Collected data entries
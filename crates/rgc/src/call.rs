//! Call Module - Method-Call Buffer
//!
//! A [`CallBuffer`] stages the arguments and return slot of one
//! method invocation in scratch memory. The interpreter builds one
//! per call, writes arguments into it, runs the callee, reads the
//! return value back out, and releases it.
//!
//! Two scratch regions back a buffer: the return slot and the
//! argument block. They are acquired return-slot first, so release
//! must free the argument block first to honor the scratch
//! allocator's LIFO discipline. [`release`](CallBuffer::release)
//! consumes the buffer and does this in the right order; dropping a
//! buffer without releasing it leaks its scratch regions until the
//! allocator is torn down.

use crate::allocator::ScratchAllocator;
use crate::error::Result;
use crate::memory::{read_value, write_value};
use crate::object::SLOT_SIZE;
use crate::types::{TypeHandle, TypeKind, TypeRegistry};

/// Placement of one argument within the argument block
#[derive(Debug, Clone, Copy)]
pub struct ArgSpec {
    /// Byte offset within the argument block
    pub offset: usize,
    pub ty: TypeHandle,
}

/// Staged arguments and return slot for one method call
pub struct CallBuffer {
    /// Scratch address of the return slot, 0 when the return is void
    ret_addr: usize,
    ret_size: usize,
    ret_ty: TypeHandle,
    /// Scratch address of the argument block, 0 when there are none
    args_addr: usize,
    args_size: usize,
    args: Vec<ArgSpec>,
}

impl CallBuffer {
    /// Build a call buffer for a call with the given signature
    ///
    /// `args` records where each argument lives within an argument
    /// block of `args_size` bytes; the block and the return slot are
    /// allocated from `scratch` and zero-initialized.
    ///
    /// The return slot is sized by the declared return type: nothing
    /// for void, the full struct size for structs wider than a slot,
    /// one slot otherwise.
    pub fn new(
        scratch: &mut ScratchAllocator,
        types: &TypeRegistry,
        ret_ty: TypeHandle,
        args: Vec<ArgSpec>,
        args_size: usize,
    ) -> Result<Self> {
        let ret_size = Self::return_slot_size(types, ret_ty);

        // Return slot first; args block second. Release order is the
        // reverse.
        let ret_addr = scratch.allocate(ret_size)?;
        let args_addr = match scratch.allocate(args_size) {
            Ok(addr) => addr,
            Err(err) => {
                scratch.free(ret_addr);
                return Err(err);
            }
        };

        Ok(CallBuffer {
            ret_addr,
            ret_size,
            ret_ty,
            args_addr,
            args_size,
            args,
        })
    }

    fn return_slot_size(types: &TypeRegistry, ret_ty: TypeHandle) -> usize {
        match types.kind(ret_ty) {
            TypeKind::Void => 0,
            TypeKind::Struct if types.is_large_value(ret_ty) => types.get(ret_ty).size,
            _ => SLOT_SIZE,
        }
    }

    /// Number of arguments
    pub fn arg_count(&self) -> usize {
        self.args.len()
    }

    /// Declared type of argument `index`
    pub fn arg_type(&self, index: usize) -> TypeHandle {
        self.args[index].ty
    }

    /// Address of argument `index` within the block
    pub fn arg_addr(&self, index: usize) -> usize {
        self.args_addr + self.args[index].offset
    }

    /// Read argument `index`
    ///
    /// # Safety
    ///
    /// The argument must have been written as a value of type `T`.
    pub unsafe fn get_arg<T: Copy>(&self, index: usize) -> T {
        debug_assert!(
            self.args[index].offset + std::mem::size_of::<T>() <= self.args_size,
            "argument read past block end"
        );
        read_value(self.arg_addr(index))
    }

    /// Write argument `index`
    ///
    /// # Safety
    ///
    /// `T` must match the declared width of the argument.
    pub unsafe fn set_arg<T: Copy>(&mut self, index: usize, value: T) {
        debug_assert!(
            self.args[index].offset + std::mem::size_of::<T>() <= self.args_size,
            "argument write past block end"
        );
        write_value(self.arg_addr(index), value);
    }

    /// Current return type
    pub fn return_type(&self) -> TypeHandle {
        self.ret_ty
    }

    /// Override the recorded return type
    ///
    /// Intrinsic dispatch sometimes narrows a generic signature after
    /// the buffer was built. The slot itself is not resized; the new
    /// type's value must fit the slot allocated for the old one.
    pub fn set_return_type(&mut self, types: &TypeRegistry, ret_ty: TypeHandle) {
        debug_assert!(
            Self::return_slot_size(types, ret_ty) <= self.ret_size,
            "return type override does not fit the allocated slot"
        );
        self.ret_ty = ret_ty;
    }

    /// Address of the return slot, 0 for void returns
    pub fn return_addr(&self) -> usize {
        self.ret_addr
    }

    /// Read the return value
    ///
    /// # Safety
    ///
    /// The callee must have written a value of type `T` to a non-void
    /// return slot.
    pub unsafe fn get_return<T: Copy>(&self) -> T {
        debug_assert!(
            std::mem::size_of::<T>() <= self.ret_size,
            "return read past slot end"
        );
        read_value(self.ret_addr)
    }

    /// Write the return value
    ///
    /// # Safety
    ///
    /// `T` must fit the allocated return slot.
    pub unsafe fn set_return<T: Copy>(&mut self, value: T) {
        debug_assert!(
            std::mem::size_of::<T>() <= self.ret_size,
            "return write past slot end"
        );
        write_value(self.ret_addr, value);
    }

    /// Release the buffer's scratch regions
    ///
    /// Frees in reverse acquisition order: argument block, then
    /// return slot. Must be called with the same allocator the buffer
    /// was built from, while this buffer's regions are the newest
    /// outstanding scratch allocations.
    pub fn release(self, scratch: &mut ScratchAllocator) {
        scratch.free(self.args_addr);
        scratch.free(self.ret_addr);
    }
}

PROBLEM DESCRIPTION » After identifying the lines above that contain "ArgSpec", copy each one.

ANSWER »
pub struct ArgSpec {
    args: Vec<ArgSpec>,
        args: Vec<ArgSpec>,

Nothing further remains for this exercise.